There are four stages of sleep, and each one has its own special pattern. At a waking state, the brain waves are tiny and dense, jittery and sporadic. When people close their eyes, however, the pattern immediately sooths out, and a wave-like image starts to form. When the brain waves even out enough, they have officially entered the first stage of sleep. If they were to be woken up now, they would not recall ever being asleep.

 

After roughly ten minutes, though, something strange starts to happen. The spacing of the waves becomes a bit wider, loosening up, becoming slower, until suddenly, they spike up into an enormous tsunami and then sinks into a trough. This is a K-complex, and it is a major indicator of Stage Two sleep. Occasionally, the smaller waves will seem to condense, as if a hand is squeezing them together. This is a sleep spindle, and it is another defining landmark of Stage Two.

 

The rise and fall of the K-complex will grow more frequent until the reading screen becomes filled with only these large waves. They come much more slowly, like gentle, rolling giants, and once the brain activity is composed entirely of these, we know the person is in slow wave sleep.

 

The final and most fascinating part of sleep is Rapid-Eye-Movement. All at once, the canyons and peaks shrink to tiny, fast, schizophrenic waves that resemble those of the waking state. Yet the subjects are asleep, and at this point their eyes are rolling in synch, and their bodies have absolutely no muscle tone. They are dead yet alive at the same time. This is the point at which dreams occur.

 

Every person, no matter how old, how sleep deprived, or how intelligent, will go through these exact sleep stages in the same order. A full night’s rest will exhibit multiple cycles of these sleep stages, each with its own unique chemical make-up and function.

 

At ten at night, the subjects have finished the last session for the day and can be checked out of the clinical research center. We’ve forgotten to do this a few times, to the consequent scorn of the night nurses, but today we remember.

 

The ride back at night is quiet. Back down Brookline, only now we turn left onto Commonwealth Avenue, right onto Silber Way. 

 

This bridge crosses the main highway. At the top of the crossing, one can stand and look at the six-lane highway from either end, wondering where all these cars are coming from and where they are headed next.

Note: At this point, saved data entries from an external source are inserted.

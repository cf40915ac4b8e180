use anyhow::Context;
use clap::{Parser, Subcommand};

use atmos_core::{Config, WeatherClient, WeatherData};

/// Top-level CLI struct.
#[derive(Debug, Parser)]
#[command(name = "atmos", version, about = "WeatherAPI.com client")]
pub struct Cli {
    /// WeatherAPI.com key; overrides the stored configuration.
    #[arg(long, global = true, env = "ATMOS_API_KEY")]
    pub key: Option<String>,

    #[command(subcommand)]
    pub command: Command,
}

#[derive(Debug, Subcommand)]
pub enum Command {
    /// Store your WeatherAPI.com key in the platform config directory.
    Configure,

    /// Show current weather for a city.
    Current {
        /// City name, e.g. "London".
        city: String,

        /// Language code for the condition text, passed through to the API.
        #[arg(long)]
        lang: Option<String>,
    },

    /// Show a multi-day forecast for a city.
    Forecast {
        /// City name, e.g. "Tokyo".
        city: String,

        /// Number of forecast days (1-14).
        #[arg(long, default_value_t = 3)]
        days: u8,

        /// Restrict the forecast to one date (YYYY-MM-DD, within 14 days).
        #[arg(long)]
        date: Option<String>,
    },
}

impl Cli {
    pub async fn run(self) -> anyhow::Result<()> {
        let Cli { key, command } = self;

        match command {
            Command::Configure => configure(),
            Command::Current { city, lang } => {
                let client = client_from(key)?;
                let data = client.get_current_weather(&city, lang.as_deref()).await?;
                print_current(&data);
                Ok(())
            }
            Command::Forecast { city, days, date } => {
                let client = client_from(key)?;
                let data = client.get_forecast(&city, days, date.as_deref()).await?;
                print_current(&data);
                print_forecast(&data);
                Ok(())
            }
        }
    }
}

/// Build a client from `--key`/env, falling back to the stored config.
fn client_from(key: Option<String>) -> anyhow::Result<WeatherClient> {
    let client = match key {
        Some(key) => WeatherClient::new(key)?,
        None => {
            let config = Config::load()?;
            WeatherClient::new(config.require_api_key()?)?
        }
    };

    Ok(client)
}

fn configure() -> anyhow::Result<()> {
    let key = inquire::Password::new("WeatherAPI.com key:")
        .without_confirmation()
        .prompt()
        .context("Failed to read API key")?;

    let mut config = Config::load()?;
    config.set_api_key(key);
    config.save()?;

    println!("API key saved to {}", Config::config_file_path()?.display());
    Ok(())
}

fn print_current(data: &WeatherData) {
    let location = &data.location;
    let name = location.name.as_deref().unwrap_or("<unknown location>");

    match (&location.region, &location.country) {
        (Some(region), Some(country)) if !region.is_empty() => {
            println!("{name}, {region}, {country}");
        }
        (_, Some(country)) => println!("{name}, {country}"),
        _ => println!("{name}"),
    }

    let current = &data.current;
    if let Some(condition) = current.condition.as_ref().and_then(|c| c.text.as_deref()) {
        println!("  {condition}");
    }
    if let (Some(c), Some(f)) = (current.temp_c, current.temp_f) {
        println!("  {c:.1} °C / {f:.1} °F");
    }
    if let Some(is_day) = current.is_day {
        println!("  {}", if is_day == 1 { "day" } else { "night" });
    }
    if let Some(updated) = &current.last_updated {
        println!("  last updated: {updated}");
    }
}

fn print_forecast(data: &WeatherData) {
    let Some(forecast) = &data.forecast else {
        return;
    };

    for day in &forecast.forecastday {
        println!();
        println!("{}", day.date);

        if let Some(condition) = day.day.condition.as_ref().and_then(|c| c.text.as_deref()) {
            println!("  {condition}");
        }
        if let (Some(max), Some(min)) = (day.day.maxtemp_c, day.day.mintemp_c) {
            println!("  max {max:.1} °C, min {min:.1} °C");
        }
        if let Some(rain) = day.day.daily_chance_of_rain {
            println!("  chance of rain: {rain}%");
        }
        if let (Some(sunrise), Some(sunset)) = (&day.astro.sunrise, &day.astro.sunset) {
            println!("  sunrise {sunrise}, sunset {sunset}");
        }
    }
}
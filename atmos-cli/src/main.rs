//! Binary crate for the `atmos` command-line tool.
//!
//! This crate focuses on:
//! - Parsing CLI arguments
//! - Interactive API key configuration
//! - Human-friendly output formatting

use clap::Parser;

mod cli;

#[tokio::main]
async fn main() -> anyhow::Result<()> {
    let cmd = cli::Cli::parse();
    cmd.run().await
}
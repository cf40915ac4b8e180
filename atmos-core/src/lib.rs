//! Core library for the `atmos` weather client.
//!
//! This crate defines:
//! - A client for the WeatherAPI.com HTTP API (current weather & forecast)
//! - The response data model (location, current conditions, forecast days)
//! - A typed error taxonomy for validation and request failures
//! - Configuration & credentials handling
//!
//! It is used by `atmos-cli`, but can also be reused by other binaries or services.

pub mod client;
pub mod config;
pub mod error;
pub mod model;

pub use client::WeatherClient;
pub use config::Config;
pub use error::{Error, Result};
pub use model::{Astro, Condition, Current, Day, Forecast, ForecastDay, Hour, Location, WeatherData};
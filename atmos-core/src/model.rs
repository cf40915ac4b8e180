//! Response data model for WeatherAPI.com.
//!
//! Field names mirror the upstream JSON verbatim and every numeric value is
//! kept in the units the API returned (the API already provides dual C/F
//! temperatures, so no conversion happens here). All types are plain
//! immutable value objects built once at parse time.

use serde::{Deserialize, Serialize};

/// Weather condition details (description text, icon URL, condition code).
#[derive(Debug, Clone, PartialEq, Serialize, Deserialize)]
pub struct Condition {
    #[serde(default, skip_serializing_if = "Option::is_none")]
    pub text: Option<String>,
    #[serde(default, skip_serializing_if = "Option::is_none")]
    pub icon: Option<String>,
    #[serde(default, skip_serializing_if = "Option::is_none")]
    pub code: Option<i32>,
}

/// Current conditions at the requested location.
#[derive(Debug, Clone, PartialEq, Serialize, Deserialize)]
pub struct Current {
    #[serde(default, skip_serializing_if = "Option::is_none")]
    pub last_updated_epoch: Option<i64>,
    #[serde(default, skip_serializing_if = "Option::is_none")]
    pub last_updated: Option<String>,
    #[serde(default, skip_serializing_if = "Option::is_none")]
    pub temp_c: Option<f64>,
    #[serde(default, skip_serializing_if = "Option::is_none")]
    pub temp_f: Option<f64>,
    /// 1 during daytime, 0 at night.
    #[serde(default, skip_serializing_if = "Option::is_none")]
    pub is_day: Option<u8>,
    #[serde(default, skip_serializing_if = "Option::is_none")]
    pub condition: Option<Condition>,
}

/// Geographical location the response resolves to.
#[derive(Debug, Clone, PartialEq, Serialize, Deserialize)]
pub struct Location {
    #[serde(default, skip_serializing_if = "Option::is_none")]
    pub name: Option<String>,
    #[serde(default, skip_serializing_if = "Option::is_none")]
    pub region: Option<String>,
    #[serde(default, skip_serializing_if = "Option::is_none")]
    pub country: Option<String>,
    #[serde(default, skip_serializing_if = "Option::is_none")]
    pub lat: Option<f64>,
    #[serde(default, skip_serializing_if = "Option::is_none")]
    pub lon: Option<f64>,
    #[serde(default, skip_serializing_if = "Option::is_none")]
    pub tz_id: Option<String>,
    #[serde(default, skip_serializing_if = "Option::is_none")]
    pub localtime_epoch: Option<i64>,
    #[serde(default, skip_serializing_if = "Option::is_none")]
    pub localtime: Option<String>,
}

/// Daily aggregate block of a forecast day.
#[derive(Debug, Clone, PartialEq, Serialize, Deserialize)]
pub struct Day {
    #[serde(default, skip_serializing_if = "Option::is_none")]
    pub maxtemp_c: Option<f64>,
    #[serde(default, skip_serializing_if = "Option::is_none")]
    pub mintemp_c: Option<f64>,
    #[serde(default, skip_serializing_if = "Option::is_none")]
    pub maxtemp_f: Option<f64>,
    #[serde(default, skip_serializing_if = "Option::is_none")]
    pub mintemp_f: Option<f64>,
    #[serde(default, skip_serializing_if = "Option::is_none")]
    pub condition: Option<Condition>,
    #[serde(default, skip_serializing_if = "Option::is_none")]
    pub totalprecip_mm: Option<f64>,
    #[serde(default, skip_serializing_if = "Option::is_none")]
    pub daily_chance_of_rain: Option<u8>,
    #[serde(default, skip_serializing_if = "Option::is_none")]
    pub daily_chance_of_snow: Option<u8>,
}

/// Sunrise/sunset strings as reported upstream, e.g. "06:12 AM".
#[derive(Debug, Clone, PartialEq, Serialize, Deserialize)]
pub struct Astro {
    #[serde(default, skip_serializing_if = "Option::is_none")]
    pub sunrise: Option<String>,
    #[serde(default, skip_serializing_if = "Option::is_none")]
    pub sunset: Option<String>,
}

/// One hourly record within a forecast day.
#[derive(Debug, Clone, PartialEq, Serialize, Deserialize)]
pub struct Hour {
    #[serde(default, skip_serializing_if = "Option::is_none")]
    pub time: Option<String>,
    #[serde(default, skip_serializing_if = "Option::is_none")]
    pub temp_c: Option<f64>,
    #[serde(default, skip_serializing_if = "Option::is_none")]
    pub condition: Option<Condition>,
    #[serde(default, skip_serializing_if = "Option::is_none")]
    pub feelslike_c: Option<f64>,
    #[serde(default, skip_serializing_if = "Option::is_none")]
    pub chance_of_rain: Option<u8>,
}

/// One daily aggregate record within a multi-day forecast.
#[derive(Debug, Clone, PartialEq, Serialize, Deserialize)]
pub struct ForecastDay {
    /// Forecast date in `YYYY-MM-DD` form.
    pub date: String,
    pub date_epoch: i64,
    pub day: Day,
    pub astro: Astro,
    /// Hourly breakdown, in upstream order.
    #[serde(default)]
    pub hour: Vec<Hour>,
}

/// Multi-day forecast, chronological ascending as returned upstream.
#[derive(Debug, Clone, PartialEq, Serialize, Deserialize)]
pub struct Forecast {
    pub forecastday: Vec<ForecastDay>,
}

/// Top-level result of both client calls.
///
/// `location` and `current` are always present; a response missing either
/// key is rejected at deserialization time. `forecast` is populated only
/// when a forecast was requested.
#[derive(Debug, Clone, PartialEq, Serialize, Deserialize)]
pub struct WeatherData {
    pub location: Location,
    pub current: Current,
    #[serde(default, skip_serializing_if = "Option::is_none")]
    pub forecast: Option<Forecast>,
}
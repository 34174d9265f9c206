//! Document library on the local filesystem.
//!
//! Layout: `{root}/documents/{namespace}/{id}.{pdf|epub}`.

use std::path::{Path, PathBuf};
use std::time::UNIX_EPOCH;

use once_cell::sync::Lazy;
use regex::Regex;
use serde::Serialize;
use thiserror::Error;

static ID_PATTERN: Lazy<Regex> = Lazy::new(|| Regex::new(r"^[A-Za-z0-9_-]{1,128}$").unwrap());

#[derive(Debug, Error)]
pub enum DocumentError {
    #[error("invalid document id: {0}")]
    InvalidId(String),

    #[error("invalid namespace: {0}")]
    InvalidNamespace(String),

    #[error("document {0} not found")]
    NotFound(String),

    #[error("unsupported document type: {0}")]
    UnsupportedType(String),

    #[error("io: {0}")]
    Io(#[from] std::io::Error),
}

#[derive(Debug, Clone, Copy, PartialEq, Eq, Serialize)]
#[serde(rename_all = "lowercase")]
pub enum DocumentKind {
    Pdf,
    Epub,
}

impl DocumentKind {
    pub const ALL: [DocumentKind; 2] = [DocumentKind::Pdf, DocumentKind::Epub];

    pub fn extension(&self) -> &'static str {
        match self {
            Self::Pdf => "pdf",
            Self::Epub => "epub",
        }
    }

    pub fn from_extension(ext: &str) -> Option<Self> {
        match ext.to_ascii_lowercase().as_str() {
            "pdf" => Some(Self::Pdf),
            "epub" => Some(Self::Epub),
            _ => None,
        }
    }
}

#[derive(Debug, Clone)]
pub struct DocumentSource {
    pub namespace: String,
    pub id: String,
    pub path: PathBuf,
    pub kind: DocumentKind,
    pub last_modified_ms: i64,
}

pub struct DocumentLibrary {
    root: PathBuf,
}

impl DocumentLibrary {
    /// `root` is the storage root; documents live in its `documents/` dir.
    pub fn new(root: impl AsRef<Path>) -> Self {
        Self {
            root: root.as_ref().join("documents"),
        }
    }

    pub fn namespace_dir(&self, namespace: &str) -> PathBuf {
        self.root.join(namespace)
    }

    pub fn resolve(&self, namespace: &str, id: &str) -> Result<DocumentSource, DocumentError> {
        if !ID_PATTERN.is_match(namespace) {
            return Err(DocumentError::InvalidNamespace(namespace.to_string()));
        }
        if !ID_PATTERN.is_match(id) {
            return Err(DocumentError::InvalidId(id.to_string()));
        }

        let dir = self.namespace_dir(namespace);
        for kind in DocumentKind::ALL {
            let path = dir.join(format!("{id}.{}", kind.extension()));
            match std::fs::metadata(&path) {
                Ok(meta) if meta.is_file() => {
                    let last_modified_ms = meta
                        .modified()?
                        .duration_since(UNIX_EPOCH)
                        .map(|d| d.as_millis() as i64)
                        .unwrap_or(0);
                    return Ok(DocumentSource {
                        namespace: namespace.to_string(),
                        id: id.to_string(),
                        path,
                        kind,
                        last_modified_ms,
                    });
                }
                Ok(_) => {}
                Err(e) if e.kind() == std::io::ErrorKind::NotFound => {}
                Err(e) => return Err(e.into()),
            }
        }

        // present, but in a format we cannot preview
        if let Some(ext) = find_other_extension(&dir, id)? {
            return Err(DocumentError::UnsupportedType(ext));
        }
        Err(DocumentError::NotFound(id.to_string()))
    }
}

fn find_other_extension(dir: &Path, id: &str) -> Result<Option<String>, DocumentError> {
    let entries = match std::fs::read_dir(dir) {
        Ok(entries) => entries,
        Err(e) if e.kind() == std::io::ErrorKind::NotFound => return Ok(None),
        Err(e) => return Err(e.into()),
    };
    for entry in entries {
        let path = entry?.path();
        if path.file_stem().and_then(|s| s.to_str()) != Some(id) {
            continue;
        }
        if let Some(ext) = path.extension().and_then(|e| e.to_str()) {
            if DocumentKind::from_extension(ext).is_none() {
                return Ok(Some(ext.to_string()));
            }
        }
    }
    Ok(None)
}
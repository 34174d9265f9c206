//! reader-speech-rs: text segmentation, cached speech synthesis and document
//! preview generation for a self-hosted document reader.

pub mod api;
pub mod command;
pub mod config;
pub mod documents;
pub mod preview;
pub mod segmenter;
pub mod speech;
pub mod usage;
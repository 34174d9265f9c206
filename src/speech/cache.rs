//! Synthesized audio cache.
//!
//! LRU bounded by total byte size rather than entry count, with a
//! time-to-live. Advisory only: it is lost on restart and never consulted
//! for correctness.

use std::collections::{BTreeMap, HashMap};
use std::sync::atomic::{AtomicU64, Ordering};
use std::time::{Duration, Instant};

use parking_lot::Mutex;
use serde::Serialize;
use tracing::debug;

use super::{Bytes, CacheKey};

#[derive(Debug, Clone, Serialize)]
pub struct CacheStats {
    pub entries: usize,
    pub bytes: usize,
    pub max_bytes: usize,
    pub hits: u64,
    pub misses: u64,
    pub evictions: u64,
}

struct Entry {
    audio: Bytes,
    inserted_at: Instant,
    tick: u64,
}

#[derive(Default)]
struct CacheInner {
    entries: HashMap<CacheKey, Entry>,
    // tick -> key; the smallest tick is the least recently used entry
    recency: BTreeMap<u64, CacheKey>,
    next_tick: u64,
    total_bytes: usize,
}

impl CacheInner {
    fn tick(&mut self) -> u64 {
        self.next_tick += 1;
        self.next_tick
    }

    fn remove(&mut self, key: &CacheKey) -> Option<Entry> {
        let entry = self.entries.remove(key)?;
        self.recency.remove(&entry.tick);
        self.total_bytes -= entry.audio.len();
        Some(entry)
    }

    fn pop_lru(&mut self) -> Option<(CacheKey, Entry)> {
        let (_, key) = self.recency.pop_first()?;
        let entry = self.entries.remove(&key)?;
        self.total_bytes -= entry.audio.len();
        Some((key, entry))
    }
}

pub struct AudioCache {
    max_bytes: usize,
    ttl: Duration,
    inner: Mutex<CacheInner>,
    hits: AtomicU64,
    misses: AtomicU64,
    evictions: AtomicU64,
}

impl AudioCache {
    pub fn new(max_bytes: usize, ttl: Duration) -> Self {
        Self {
            max_bytes,
            ttl,
            inner: Mutex::new(CacheInner::default()),
            hits: AtomicU64::new(0),
            misses: AtomicU64::new(0),
            evictions: AtomicU64::new(0),
        }
    }

    /// Look up audio and mark it most recently used. Expired entries are dropped.
    pub fn get(&self, key: &CacheKey) -> Option<Bytes> {
        let mut guard = self.inner.lock();
        let inner = &mut *guard;

        let expired = match inner.entries.get(key) {
            Some(entry) => entry.inserted_at.elapsed() > self.ttl,
            None => {
                self.misses.fetch_add(1, Ordering::Relaxed);
                return None;
            }
        };
        if expired {
            inner.remove(key);
            self.misses.fetch_add(1, Ordering::Relaxed);
            debug!("Audio cache entry {key} expired");
            return None;
        }

        let tick = inner.tick();
        let entry = inner.entries.get_mut(key)?;
        let old_tick = std::mem::replace(&mut entry.tick, tick);
        let audio = entry.audio.clone();
        inner.recency.remove(&old_tick);
        inner.recency.insert(tick, key.clone());

        self.hits.fetch_add(1, Ordering::Relaxed);
        Some(audio)
    }

    /// Insert audio, evicting least recently used entries until it fits.
    ///
    /// Returns false when the audio alone is larger than the cache.
    pub fn insert(&self, key: CacheKey, audio: Bytes) -> bool {
        let size = audio.len();
        if size > self.max_bytes {
            debug!("Not caching {size} bytes for {key}: larger than cache");
            return false;
        }

        let mut inner = self.inner.lock();
        inner.remove(&key);

        while inner.total_bytes + size > self.max_bytes {
            match inner.pop_lru() {
                Some((evicted, entry)) => {
                    self.evictions.fetch_add(1, Ordering::Relaxed);
                    debug!("Evicted {evicted} ({} bytes)", entry.audio.len());
                }
                None => break,
            }
        }

        let tick = inner.tick();
        inner.recency.insert(tick, key.clone());
        inner.total_bytes += size;
        inner.entries.insert(
            key,
            Entry {
                audio,
                inserted_at: Instant::now(),
                tick,
            },
        );
        true
    }

    pub fn remove(&self, key: &CacheKey) -> bool {
        self.inner.lock().remove(key).is_some()
    }

    /// Drop every expired entry. Returns how many were removed.
    pub fn purge_expired(&self) -> usize {
        let mut inner = self.inner.lock();
        let expired: Vec<CacheKey> = inner
            .entries
            .iter()
            .filter(|(_, e)| e.inserted_at.elapsed() > self.ttl)
            .map(|(k, _)| k.clone())
            .collect();
        for key in &expired {
            inner.remove(key);
        }
        expired.len()
    }

    pub fn stats(&self) -> CacheStats {
        let inner = self.inner.lock();
        CacheStats {
            entries: inner.entries.len(),
            bytes: inner.total_bytes,
            max_bytes: self.max_bytes,
            hits: self.hits.load(Ordering::Relaxed),
            misses: self.misses.load(Ordering::Relaxed),
            evictions: self.evictions.load(Ordering::Relaxed),
        }
    }
}

#[cfg(test)]
mod tests {
    use super::*;
    use crate::speech::{cache_key, AudioFormat, SpeechRequest};

    fn key(text: &str) -> CacheKey {
        cache_key(&SpeechRequest {
            provider: "openai".into(),
            model: "tts-1".into(),
            voice: "alloy".into(),
            speed: 1.0,
            format: AudioFormat::Mp3,
            text: text.into(),
            instructions: None,
        })
    }

    fn audio(len: usize) -> Bytes {
        Bytes::from(vec![7u8; len])
    }

    #[test]
    fn evicts_least_recently_used_by_bytes() {
        let cache = AudioCache::new(100, Duration::from_secs(60));
        assert!(cache.insert(key("a"), audio(40)));
        assert!(cache.insert(key("b"), audio(40)));
        // touch "a" so "b" is now the oldest
        assert!(cache.get(&key("a")).is_some());
        assert!(cache.insert(key("c"), audio(40)));

        assert!(cache.get(&key("a")).is_some());
        assert!(cache.get(&key("b")).is_none());
        assert!(cache.get(&key("c")).is_some());

        let stats = cache.stats();
        assert_eq!(stats.entries, 2);
        assert_eq!(stats.bytes, 80);
        assert_eq!(stats.evictions, 1);
    }

    #[test]
    fn one_large_entry_can_evict_several_small_ones() {
        let cache = AudioCache::new(100, Duration::from_secs(60));
        for name in ["a", "b", "c", "d"] {
            cache.insert(key(name), audio(25));
        }
        cache.insert(key("big"), audio(90));
        let stats = cache.stats();
        assert_eq!(stats.entries, 1);
        assert_eq!(stats.bytes, 90);
        assert_eq!(stats.evictions, 4);
    }

    #[test]
    fn oversized_audio_is_not_cached() {
        let cache = AudioCache::new(10, Duration::from_secs(60));
        assert!(!cache.insert(key("a"), audio(11)));
        assert_eq!(cache.stats().entries, 0);
    }

    #[test]
    fn replacing_a_key_updates_size() {
        let cache = AudioCache::new(100, Duration::from_secs(60));
        cache.insert(key("a"), audio(30));
        cache.insert(key("a"), audio(50));
        let stats = cache.stats();
        assert_eq!(stats.entries, 1);
        assert_eq!(stats.bytes, 50);
    }

    #[test]
    fn entries_expire_after_ttl() {
        let cache = AudioCache::new(100, Duration::from_millis(20));
        cache.insert(key("a"), audio(10));
        assert!(cache.get(&key("a")).is_some());
        std::thread::sleep(Duration::from_millis(40));
        assert!(cache.get(&key("a")).is_none());
        assert_eq!(cache.stats().bytes, 0);
    }

    #[test]
    fn purge_drops_only_expired() {
        let cache = AudioCache::new(100, Duration::from_millis(30));
        cache.insert(key("old"), audio(10));
        std::thread::sleep(Duration::from_millis(50));
        cache.insert(key("new"), audio(10));
        assert_eq!(cache.purge_expired(), 1);
        assert!(cache.get(&key("new")).is_some());
    }
}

We are at the point between two worlds, the space between night and day, but instead of choosing one over the other, we simply continue heading home.

 

We leave Silber Way behind, biking ahead of a slow couple walking down the same bridge, and join the bike path once more. 

 

By now the Hyatt hotel has its lights turned on, and the red zigzag of its outlines ripples along the river to the right. We are alone on this path. The trees line up on either side of the road, and their branches reach across and hug each other under the sky. Cars drive past along the left, and we feel pity for the drivers stuck inside their metal containers, unable to feel the night against their skin. We pass through the tunnel of trees and ride past the sailing house, now with its doors closed and boats harbored to the shore. We slow down to make the sharp right turn onto the wooden bridge under the bridge under the bridge. Again, the wheels of the bike make clanking noises across the wooden panels. Halfway across, we pause to look at the water. It is especially calm tonight and shines like obsidian under the moonlight. With eyes closed and hands cupped and resting on the balcony, we close our eyes, our brain waves soothing out.

 

After an entire day of seeing and looking, of observing, distinguishing, choosing, our perception has become twisted and unfocused. Our brain is like an offset scale, and to restore it to normal, we will have to sleep. Dreams will first flood our brain with exaggerated simulations of reality, testing the springs of our scale. After dreaming will come slow wave sleep that realigns the spring bit by bit. These two stages of sleep will work together to test and adjust, test and adjust. After several cycles, the brain will be fully recalibrated, and we will wake up again, reset.

 

When we open our eyes—the world is still there. Up above, the moon glistens. The water shines with globes of blue, green and red from the land lights. Somewhere, a night flower is blooming.